**Saved data entries**

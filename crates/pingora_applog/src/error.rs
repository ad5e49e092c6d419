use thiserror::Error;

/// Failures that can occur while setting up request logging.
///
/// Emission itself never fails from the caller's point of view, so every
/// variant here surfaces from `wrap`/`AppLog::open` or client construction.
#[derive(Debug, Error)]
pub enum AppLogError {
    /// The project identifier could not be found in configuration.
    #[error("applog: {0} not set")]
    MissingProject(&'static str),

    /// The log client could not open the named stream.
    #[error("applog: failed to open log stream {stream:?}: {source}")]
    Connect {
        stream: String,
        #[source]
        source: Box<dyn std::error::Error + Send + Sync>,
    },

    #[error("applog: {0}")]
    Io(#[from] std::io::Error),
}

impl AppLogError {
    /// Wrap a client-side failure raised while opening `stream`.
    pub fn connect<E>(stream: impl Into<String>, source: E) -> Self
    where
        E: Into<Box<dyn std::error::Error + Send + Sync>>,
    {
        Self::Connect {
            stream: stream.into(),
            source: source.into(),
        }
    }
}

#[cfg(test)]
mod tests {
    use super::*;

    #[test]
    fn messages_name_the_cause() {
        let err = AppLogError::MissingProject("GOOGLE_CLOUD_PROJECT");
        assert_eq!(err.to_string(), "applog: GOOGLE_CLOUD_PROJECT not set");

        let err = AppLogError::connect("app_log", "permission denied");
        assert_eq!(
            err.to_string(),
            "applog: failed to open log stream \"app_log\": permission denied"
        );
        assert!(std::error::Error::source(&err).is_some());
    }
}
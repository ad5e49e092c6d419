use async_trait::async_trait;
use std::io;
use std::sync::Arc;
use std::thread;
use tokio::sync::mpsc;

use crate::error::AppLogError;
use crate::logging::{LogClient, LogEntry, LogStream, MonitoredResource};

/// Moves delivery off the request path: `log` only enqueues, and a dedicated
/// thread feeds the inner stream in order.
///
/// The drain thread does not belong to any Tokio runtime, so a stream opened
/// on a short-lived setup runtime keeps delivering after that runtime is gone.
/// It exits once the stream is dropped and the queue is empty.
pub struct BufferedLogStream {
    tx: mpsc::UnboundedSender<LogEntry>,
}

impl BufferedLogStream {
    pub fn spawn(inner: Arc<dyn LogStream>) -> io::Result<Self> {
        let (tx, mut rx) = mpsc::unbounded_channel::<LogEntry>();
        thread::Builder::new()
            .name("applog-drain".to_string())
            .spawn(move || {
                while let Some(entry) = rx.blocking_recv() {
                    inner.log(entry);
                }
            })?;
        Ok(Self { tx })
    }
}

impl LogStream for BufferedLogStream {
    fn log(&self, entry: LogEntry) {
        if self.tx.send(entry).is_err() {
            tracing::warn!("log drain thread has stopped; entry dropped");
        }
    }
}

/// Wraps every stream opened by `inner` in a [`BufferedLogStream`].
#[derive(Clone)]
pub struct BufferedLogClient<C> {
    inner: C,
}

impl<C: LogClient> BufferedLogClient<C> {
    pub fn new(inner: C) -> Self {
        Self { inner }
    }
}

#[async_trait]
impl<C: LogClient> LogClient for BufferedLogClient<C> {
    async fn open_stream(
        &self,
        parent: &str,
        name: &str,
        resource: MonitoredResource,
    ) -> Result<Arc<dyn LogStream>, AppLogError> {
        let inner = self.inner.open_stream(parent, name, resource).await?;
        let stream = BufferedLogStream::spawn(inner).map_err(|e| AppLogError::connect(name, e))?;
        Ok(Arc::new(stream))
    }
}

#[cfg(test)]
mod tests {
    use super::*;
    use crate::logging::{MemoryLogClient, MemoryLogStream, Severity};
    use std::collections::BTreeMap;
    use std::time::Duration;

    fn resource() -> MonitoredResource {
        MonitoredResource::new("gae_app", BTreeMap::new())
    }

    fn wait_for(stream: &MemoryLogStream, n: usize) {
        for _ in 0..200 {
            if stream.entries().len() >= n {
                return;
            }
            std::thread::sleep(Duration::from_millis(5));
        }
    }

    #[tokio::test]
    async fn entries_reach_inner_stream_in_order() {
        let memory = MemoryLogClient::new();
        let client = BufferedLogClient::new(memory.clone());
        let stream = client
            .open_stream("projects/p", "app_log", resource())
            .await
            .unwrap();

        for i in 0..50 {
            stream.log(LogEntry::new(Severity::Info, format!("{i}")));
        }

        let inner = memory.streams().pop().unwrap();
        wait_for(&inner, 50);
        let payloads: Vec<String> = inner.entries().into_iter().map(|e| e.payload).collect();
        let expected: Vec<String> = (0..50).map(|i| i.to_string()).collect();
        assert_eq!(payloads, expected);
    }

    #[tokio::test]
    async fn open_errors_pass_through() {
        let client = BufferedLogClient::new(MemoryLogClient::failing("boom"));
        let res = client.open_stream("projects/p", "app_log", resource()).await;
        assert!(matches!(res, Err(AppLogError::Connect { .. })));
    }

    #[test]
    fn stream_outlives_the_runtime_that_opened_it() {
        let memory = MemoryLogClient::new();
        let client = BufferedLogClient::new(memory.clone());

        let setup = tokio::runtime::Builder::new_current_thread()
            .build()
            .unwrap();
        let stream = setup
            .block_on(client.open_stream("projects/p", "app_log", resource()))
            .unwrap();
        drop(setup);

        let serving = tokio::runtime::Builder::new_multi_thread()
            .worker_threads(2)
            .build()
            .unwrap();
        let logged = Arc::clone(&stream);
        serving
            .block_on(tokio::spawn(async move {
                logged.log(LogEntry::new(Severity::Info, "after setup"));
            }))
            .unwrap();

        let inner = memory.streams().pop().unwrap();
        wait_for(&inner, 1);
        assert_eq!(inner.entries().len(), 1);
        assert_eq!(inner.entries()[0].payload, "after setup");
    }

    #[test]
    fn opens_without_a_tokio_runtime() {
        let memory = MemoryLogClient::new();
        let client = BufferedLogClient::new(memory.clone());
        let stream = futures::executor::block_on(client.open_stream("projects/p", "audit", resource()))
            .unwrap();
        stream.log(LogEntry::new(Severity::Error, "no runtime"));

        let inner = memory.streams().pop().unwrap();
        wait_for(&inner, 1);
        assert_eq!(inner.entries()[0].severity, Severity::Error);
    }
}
---
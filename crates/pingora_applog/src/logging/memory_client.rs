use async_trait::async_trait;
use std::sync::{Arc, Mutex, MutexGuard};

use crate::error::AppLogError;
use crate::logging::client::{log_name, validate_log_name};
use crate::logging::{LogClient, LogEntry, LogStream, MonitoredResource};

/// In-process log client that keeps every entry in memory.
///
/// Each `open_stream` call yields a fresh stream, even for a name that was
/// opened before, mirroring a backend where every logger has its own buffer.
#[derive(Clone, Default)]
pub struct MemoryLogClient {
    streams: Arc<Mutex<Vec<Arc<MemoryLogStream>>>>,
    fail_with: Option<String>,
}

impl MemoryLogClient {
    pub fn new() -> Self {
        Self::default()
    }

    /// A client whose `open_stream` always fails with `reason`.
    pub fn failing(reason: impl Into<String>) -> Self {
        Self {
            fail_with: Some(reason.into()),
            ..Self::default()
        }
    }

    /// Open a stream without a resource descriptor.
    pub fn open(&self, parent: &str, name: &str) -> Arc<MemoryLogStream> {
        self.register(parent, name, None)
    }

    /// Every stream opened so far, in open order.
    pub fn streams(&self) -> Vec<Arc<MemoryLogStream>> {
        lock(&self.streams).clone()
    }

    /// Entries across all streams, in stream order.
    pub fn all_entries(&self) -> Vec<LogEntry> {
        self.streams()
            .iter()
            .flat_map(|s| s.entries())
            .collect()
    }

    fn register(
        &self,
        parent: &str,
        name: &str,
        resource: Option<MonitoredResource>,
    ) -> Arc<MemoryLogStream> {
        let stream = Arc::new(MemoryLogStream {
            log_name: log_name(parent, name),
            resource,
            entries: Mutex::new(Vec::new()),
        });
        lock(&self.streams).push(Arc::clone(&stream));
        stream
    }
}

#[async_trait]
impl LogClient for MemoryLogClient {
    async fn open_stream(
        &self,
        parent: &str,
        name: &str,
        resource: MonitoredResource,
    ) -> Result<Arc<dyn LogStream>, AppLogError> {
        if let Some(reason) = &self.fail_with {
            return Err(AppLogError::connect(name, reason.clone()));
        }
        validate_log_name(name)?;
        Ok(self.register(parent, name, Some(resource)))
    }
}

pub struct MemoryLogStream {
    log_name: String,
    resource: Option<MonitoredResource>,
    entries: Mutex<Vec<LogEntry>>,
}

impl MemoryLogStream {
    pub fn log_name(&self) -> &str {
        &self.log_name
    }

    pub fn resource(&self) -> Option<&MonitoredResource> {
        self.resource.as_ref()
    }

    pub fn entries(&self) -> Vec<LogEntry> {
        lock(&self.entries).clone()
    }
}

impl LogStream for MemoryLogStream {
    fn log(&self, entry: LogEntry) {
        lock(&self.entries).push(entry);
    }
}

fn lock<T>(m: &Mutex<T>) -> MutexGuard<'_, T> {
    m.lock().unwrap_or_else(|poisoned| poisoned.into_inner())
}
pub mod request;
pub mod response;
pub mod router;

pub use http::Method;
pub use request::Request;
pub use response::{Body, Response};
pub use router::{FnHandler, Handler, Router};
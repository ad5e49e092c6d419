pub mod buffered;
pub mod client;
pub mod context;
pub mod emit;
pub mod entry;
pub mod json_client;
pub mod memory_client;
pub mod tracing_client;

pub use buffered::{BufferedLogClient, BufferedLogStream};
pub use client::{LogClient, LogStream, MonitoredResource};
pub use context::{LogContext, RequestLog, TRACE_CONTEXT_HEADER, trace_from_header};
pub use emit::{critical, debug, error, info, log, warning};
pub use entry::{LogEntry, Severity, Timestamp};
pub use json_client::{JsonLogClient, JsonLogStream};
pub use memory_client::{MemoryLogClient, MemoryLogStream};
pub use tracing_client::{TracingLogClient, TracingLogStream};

**Task item**
Only the lines above starting at the line that holds "filename crates/pingora_applog/src/error.rs" and ending at the line that holds "pub enum AppLogError" are to be repeated, exactly and in full.

**Solution to this problem**
filename crates/pingora_applog/src/error.rs
repository ad5e49e092c6d419
use thiserror::Error;

/// Failures that can occur while setting up request logging.
///
/// Emission itself never fails from the caller's point of view, so every
/// variant here surfaces from `wrap`/`AppLog::open` or client construction.
#[derive(Debug, Error)]
pub enum AppLogError {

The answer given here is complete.